硬直化した物(頭も組織も)に良いことは殆ど無いようなので。


それでは。
返信する
軽トラックの稲妻 様 こんばんは (はるな)
2009-03-03 22:24:10
軽トラックの稲妻 様 こんばんは

二日間続けた深夜の京都駅“富士登山”は、今夜、悪天候にて登頂を断念したHARUNAです。

組織の無駄は、大学の研究科にもありまして、たまに、この分野はウチの研究科に統合しては、どうよ?と思う時がありますけれども、重複は必ずしも無駄ではなく、何故重複して成立しえたのか、ということを考えてみると、重複=無駄、ではない構図が見えてきます。ただ、怠惰の為の重複は省かなければなりませんけどね。

情報の共有による、部隊状況、戦闘態勢の即時把握という現状のRMAですが、あれ、本質的には間違っていないと思うのですけれども、数字上と実態、損耗試算、その他、英軍が効率化に効率化を重ねてイラク戦争で、些細な兵站の錯誤から実弾をほとんど配給されずに最前線に送られて、損害を被った事例や、必要定数に囚われるあまり、例えば、砂漠での一人当たりの飲料水配給量の数値に足を取られて、部隊移動に深刻な問題が生じたりした事例を見ると、過剰といっても、天井を考えずに過剰、というわけにはいけませんが、多少の過剰(どのくらいだろう)というものは、認められるべきなのかな、と。

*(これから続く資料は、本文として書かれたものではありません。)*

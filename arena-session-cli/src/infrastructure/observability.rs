use crate::infrastructure::error::{CliError, Result};
use std::sync::Mutex;
use tracing_subscriber::fmt::format::FmtSpan;
use tracing_subscriber::fmt::writer::BoxMakeWriter;
use tracing_subscriber::{EnvFilter, fmt, layer::SubscriberExt, util::SubscriberInitExt};

/// Crates whose logs follow `default_level` unless `RUST_LOG` says otherwise
const WORKSPACE_TARGETS: [&str; 3] = [
    "arena_session_cli",
    "arena_session_core",
    "arena_session_sync",
];

/// Logging configuration
#[derive(Debug, Clone)]
pub struct LogConfig {
    pub default_level: tracing::Level,
    pub json_format: bool,
    pub file_output: Option<String>,
    pub show_spans: bool,
    pub show_thread_ids: bool,
    pub show_targets: bool,
    pub show_logs: bool,
}

impl Default for LogConfig {
    fn default() -> Self {
        Self {
            default_level: tracing::Level::INFO,
            json_format: false,
            file_output: None,
            show_spans: false,
            show_thread_ids: false,
            show_targets: true,
            show_logs: true,
        }
    }
}

impl LogConfig {
    /// Development configuration (verbose, human-readable)
    pub fn dev() -> Self {
        Self {
            default_level: tracing::Level::DEBUG,
            show_spans: true,
            show_thread_ids: true,
            ..Default::default()
        }
    }

    /// Machine-readable output, one JSON object per line
    pub fn json() -> Self {
        Self {
            json_format: true,
            ..Default::default()
        }
    }

    pub fn without_logs(mut self) -> Self {
        self.show_logs = false;
        self
    }

    pub fn with_file_output(mut self, path: String) -> Self {
        self.file_output = Some(path);
        self
    }

    pub fn with_level(mut self, level: tracing::Level) -> Self {
        self.default_level = level;
        self
    }

    /// Filter directives used when `RUST_LOG` is unset
    pub fn default_directives(&self) -> String {
        WORKSPACE_TARGETS
            .iter()
            .map(|target| format!("{}={}", target, self.default_level))
            .collect::<Vec<_>>()
            .join(",")
    }

    pub fn init(self) -> Result<()> {
        let env_filter = match EnvFilter::try_from_default_env() {
            Ok(filter) => filter,
            Err(_) => EnvFilter::try_new(self.default_directives())
                .map_err(|e| CliError::LogInit(e.to_string()))?,
        };

        if !self.show_logs {
            // Silent mode: no fmt layer, just filter
            return tracing_subscriber::registry()
                .with(env_filter)
                .try_init()
                .map_err(|e| CliError::LogInit(e.to_string()));
        }

        let writer = match &self.file_output {
            Some(path) => {
                let file = std::fs::OpenOptions::new()
                    .create(true)
                    .append(true)
                    .open(path)?;
                BoxMakeWriter::new(Mutex::new(file))
            }
            None => BoxMakeWriter::new(std::io::stderr),
        };

        let span_events = if self.show_spans {
            FmtSpan::NEW | FmtSpan::CLOSE
        } else {
            FmtSpan::NONE
        };

        let (json_layer, text_layer) = if self.json_format {
            let layer = fmt::layer()
                .json()
                .with_target(self.show_targets)
                .with_thread_ids(self.show_thread_ids)
                .with_span_events(span_events)
                .with_writer(writer);
            (Some(layer), None)
        } else {
            let layer = fmt::layer()
                .with_target(self.show_targets)
                .with_thread_ids(self.show_thread_ids)
                .with_span_events(span_events)
                .with_ansi(self.file_output.is_none())
                .with_writer(writer);
            (None, Some(layer))
        };

        tracing_subscriber::registry()
            .with(env_filter)
            .with(json_layer)
            .with(text_layer)
            .try_init()
            .map_err(|e| CliError::LogInit(e.to_string()))
    }
}
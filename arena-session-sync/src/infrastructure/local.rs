use crate::error::ApiError;
use crate::infrastructure::api::RoomApi;
use arena_session_core::{
    ActiveRoom, Move, ParticipantId, RoomCode, RoomEvent, RoomService, RoomSnapshot,
};
use async_trait::async_trait;

/// In-process adapter: every call goes straight to a [`RoomService`]
#[derive(Debug, Clone, Default)]
pub struct LocalRoomApi {
    service: RoomService,
}

impl LocalRoomApi {
    pub fn new(service: RoomService) -> Self {
        Self { service }
    }

    pub fn service(&self) -> &RoomService {
        &self.service
    }
}

#[async_trait]
impl RoomApi for LocalRoomApi {
    async fn fetch_room(&self, code: &RoomCode) -> Result<RoomSnapshot, ApiError> {
        Ok(self.service.snapshot(code)?)
    }

    async fn fetch_moves(&self, code: &RoomCode) -> Result<Vec<Move>, ApiError> {
        Ok(self.service.moves(code)?)
    }

    async fn active_room(&self, participant: ParticipantId) -> Result<ActiveRoom, ApiError> {
        Ok(self.service.active_room_for(participant))
    }

    async fn create_room(&self, creator: ParticipantId) -> Result<RoomCode, ApiError> {
        Ok(self.service.create_room(creator))
    }

    async fn join_room(
        &self,
        code: &RoomCode,
        participant: ParticipantId,
    ) -> Result<RoomEvent, ApiError> {
        Ok(self.service.join(code, participant)?)
    }

    async fn make_move(
        &self,
        code: &RoomCode,
        participant: ParticipantId,
        row: u8,
        col: u8,
    ) -> Result<RoomEvent, ApiError> {
        Ok(self.service.make_move(code, participant, row, col)?)
    }

    async fn leave_room(
        &self,
        code: &RoomCode,
        participant: ParticipantId,
    ) -> Result<RoomEvent, ApiError> {
        Ok(self.service.leave(code, participant)?)
    }

    async fn request_rematch(
        &self,
        code: &RoomCode,
        participant: ParticipantId,
    ) -> Result<RoomEvent, ApiError> {
        Ok(self.service.request_rematch(code, participant)?)
    }

    async fn destroy_room(
        &self,
        code: &RoomCode,
        participant: ParticipantId,
    ) -> Result<(), ApiError> {
        Ok(self.service.destroy(code, participant)?)
    }
}
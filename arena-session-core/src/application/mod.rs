mod commands;
mod events;
mod registry;
mod rematch;
mod service;
mod snapshot;

pub use commands::RoomCommand;
pub use events::RoomEvent;
pub use registry::{RoomRegistry, SharedSession, lock_session};
pub use rematch::{RematchCoordinator, RematchOutcome};
pub use service::RoomService;
pub use snapshot::{ActiveRoom, RoomSnapshot};
use arena_session_core::{RoomCommand, RoomEvent, SessionStatus};
use arena_session_tests::{RoomWorld, participant, room};
use cucumber::{then, when};

#[when(expr = "{word} requests a rematch in room {string}")]
async fn requests_rematch(world: &mut RoomWorld, who: String, code: String) {
    world.execute(RoomCommand::RequestRematch {
        room_code: room(&code),
        participant: participant(&who),
    });
}

#[then(expr = "the rematch is pending with {int} of 2 votes")]
async fn rematch_pending(world: &mut RoomWorld, count: u8) {
    match &world.last_event {
        Some(RoomEvent::RematchPending { votes, .. }) => assert_eq!(votes.count(), count),
        other => panic!("Expected RematchPending, got {other:?} / {:?}", world.last_error),
    }
}

#[then(expr = "room {string} does not forward anywhere")]
async fn no_forwarding(world: &mut RoomWorld, code: String) {
    assert_eq!(world.snapshot(&code).next_room_code, None);
}

#[then(expr = "room {string} forwards to a new room")]
async fn forwards(world: &mut RoomWorld, code: String) {
    let snapshot = world.snapshot(&code);
    let next = snapshot.next_room_code.expect("No forwarding pointer");

    assert_ne!(next, snapshot.room_code);
    assert!(matches!(
        &world.last_event,
        Some(RoomEvent::RematchAgreed { next_room_code, .. }) if *next_room_code == next
    ));
}

#[then(expr = "the rematch room of {string} is in progress with {word} moving first")]
async fn rematch_room_started(world: &mut RoomWorld, code: String, who: String) {
    let old = world.snapshot(&code);
    let next = old.next_room_code.expect("No forwarding pointer");
    let fresh = world.snapshot(next.as_str());

    assert_eq!(fresh.status, SessionStatus::InProgress);
    assert_eq!(fresh.player1, old.player1);
    assert_eq!(fresh.player2, old.player2);
    assert_eq!(fresh.current_turn, participant(&who));
    assert_eq!(fresh.move_count, 0);
}

#[then(expr = "{int} rooms exist")]
async fn room_count(world: &mut RoomWorld, count: usize) {
    assert_eq!(world.service.registry().len(), count);
}
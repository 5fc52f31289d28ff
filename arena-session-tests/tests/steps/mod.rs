mod rematch_steps;
mod replay_steps;
mod room_lifecycle_steps;
use arena_session_core::{RoomCommand, SessionStatus};
use arena_session_tests::{RoomWorld, error_kind, participant, room};
use cucumber::{given, then, when};

// ===== Given Steps =====

#[given(expr = "a room {string} created by {word}")]
async fn room_created_by(world: &mut RoomWorld, code: String, creator: String) {
    world.execute(RoomCommand::CreateRoom {
        room_code: Some(room(&code)),
        creator: participant(&creator),
    });
    assert!(world.last_error.is_none(), "{:?}", world.last_error);
}

#[given(expr = "{word} has joined room {string}")]
async fn has_joined(world: &mut RoomWorld, who: String, code: String) {
    joins(world, who, code).await;
    assert!(world.last_error.is_none(), "{:?}", world.last_error);
}

/// Cells as "row,col" pairs separated by spaces; turns alternate from the
/// current turn holder
#[given(expr = "the moves {string} were played in room {string}")]
async fn moves_played(world: &mut RoomWorld, cells: String, code: String) {
    for cell in cells.split_whitespace() {
        let (row, col) = cell
            .split_once(',')
            .and_then(|(r, c)| Some((r.parse().ok()?, c.parse().ok()?)))
            .unwrap_or_else(|| panic!("Cells look like row,col, got '{cell}'"));

        let mover = world.snapshot(&code).current_turn;
        world.execute(RoomCommand::MakeMove {
            room_code: room(&code),
            participant: mover,
            row,
            col,
        });
        assert!(world.last_error.is_none(), "{cell}: {:?}", world.last_error);
    }
}

// ===== When Steps =====

#[when(expr = "{word} creates a room")]
async fn creates_room(world: &mut RoomWorld, creator: String) {
    world.execute(RoomCommand::CreateRoom {
        room_code: None,
        creator: participant(&creator),
    });
}

#[when(expr = "{word} creates a room with code {string}")]
async fn creates_room_with_code(world: &mut RoomWorld, creator: String, code: String) {
    world.execute(RoomCommand::CreateRoom {
        room_code: Some(room(&code)),
        creator: participant(&creator),
    });
}

#[when(expr = "{word} joins room {string}")]
async fn joins(world: &mut RoomWorld, who: String, code: String) {
    world.execute(RoomCommand::JoinRoom {
        room_code: room(&code),
        participant: participant(&who),
    });
}

#[when(expr = "{word} moves at row {int} col {int} in room {string}")]
async fn moves(world: &mut RoomWorld, who: String, row: u8, col: u8, code: String) {
    world.execute(RoomCommand::MakeMove {
        room_code: room(&code),
        participant: participant(&who),
        row,
        col,
    });
}

#[when(expr = "{word} leaves room {string}")]
async fn leaves(world: &mut RoomWorld, who: String, code: String) {
    world.execute(RoomCommand::LeaveRoom {
        room_code: room(&code),
        participant: participant(&who),
    });
}

#[when(expr = "{word} destroys room {string}")]
async fn destroys(world: &mut RoomWorld, who: String, code: String) {
    world.execute(RoomCommand::DestroyRoom {
        room_code: room(&code),
        participant: participant(&who),
    });
}

// ===== Then Steps =====

#[then("the command succeeds")]
async fn command_succeeds(world: &mut RoomWorld) {
    assert!(
        world.last_error.is_none(),
        "Expected success, got {:?}",
        world.last_error
    );
    assert!(world.last_event.is_some());
}

#[then(expr = "the command fails with {word}")]
async fn command_fails_with(world: &mut RoomWorld, kind: String) {
    let error = world
        .last_error
        .as_ref()
        .unwrap_or_else(|| panic!("Expected {kind}, got {:?}", world.last_event));
    assert_eq!(error_kind(error), kind, "{error}");
}

#[then(expr = "a new room is open for {word}")]
async fn new_room_open(world: &mut RoomWorld, who: String) {
    let code = world
        .last_event
        .as_ref()
        .map(|e| e.room_code().clone())
        .expect("No event");

    let snapshot = world.snapshot(code.as_str());
    assert_eq!(snapshot.player1, participant(&who));
    assert_eq!(snapshot.status, SessionStatus::Waiting);
    assert_eq!(code.as_str().len(), 6);
}

#[then(expr = "room {string} is {word}")]
async fn room_status(world: &mut RoomWorld, code: String, status: String) {
    assert_eq!(world.snapshot(&code).status.as_str(), status);
}

#[then(expr = "the turn in room {string} belongs to {word}")]
async fn turn_belongs_to(world: &mut RoomWorld, code: String, who: String) {
    assert_eq!(world.snapshot(&code).current_turn, participant(&who));
}

#[then(expr = "the second seat of room {string} is held by {word}")]
async fn second_seat(world: &mut RoomWorld, code: String, who: String) {
    assert_eq!(world.snapshot(&code).player2, Some(participant(&who)));
}

#[then(expr = "the winner of room {string} is {word}")]
async fn winner_is(world: &mut RoomWorld, code: String, who: String) {
    assert_eq!(world.snapshot(&code).winner, Some(participant(&who)));
}

#[then(expr = "room {string} has no winner")]
async fn no_winner(world: &mut RoomWorld, code: String) {
    assert_eq!(world.snapshot(&code).winner, None);
}

#[then(expr = "the ledger of room {string} has {int} moves")]
async fn ledger_len(world: &mut RoomWorld, code: String, count: usize) {
    let moves = world.service.moves(&room(&code)).expect("Room not found");
    assert_eq!(moves.len(), count);
    assert!(
        moves.iter().enumerate().all(|(i, m)| m.sequence == i as u64),
        "Ledger sequence has gaps"
    );
}

#[then(expr = "the board of room {string} reads {string}")]
async fn board_reads(world: &mut RoomWorld, code: String, board: String) {
    assert_eq!(world.snapshot(&code).board.to_string(), board);
}

#[then(expr = "room {string} no longer exists")]
async fn room_gone(world: &mut RoomWorld, code: String) {
    assert!(world.service.snapshot(&room(&code)).is_err());
    assert!(!world.service.registry().contains(&room(&code)));
}

#[then(expr = "the active room of {word} is {string}")]
async fn active_room_is(world: &mut RoomWorld, who: String, code: String) {
    let active = world.service.active_room_for(participant(&who));
    assert!(active.has_active_game);
    assert_eq!(active.room_code, Some(room(&code)));
}

#[then(expr = "{word} has no active room")]
async fn no_active_room(world: &mut RoomWorld, who: String) {
    let active = world.service.active_room_for(participant(&who));
    assert!(!active.has_active_game);
    assert_eq!(active.room_code, None);
}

この点、過剰や重複は、情報分野でも、目的が怠惰やポスト増設が目的でなければ、認められてしかるべきなのかな、と考えます。

他方で、おっしゃる通り、意識改革、つまり、過剰を認めつつも、一方で、こんなに過剰で無駄ではないのか、という意識と、極力合理性を希求するという意識改革の継続は必要と思いますが。
そこに多方面からの事業評価を行えば、自ずから均衡というもののあり方が見えてくるようにも思います。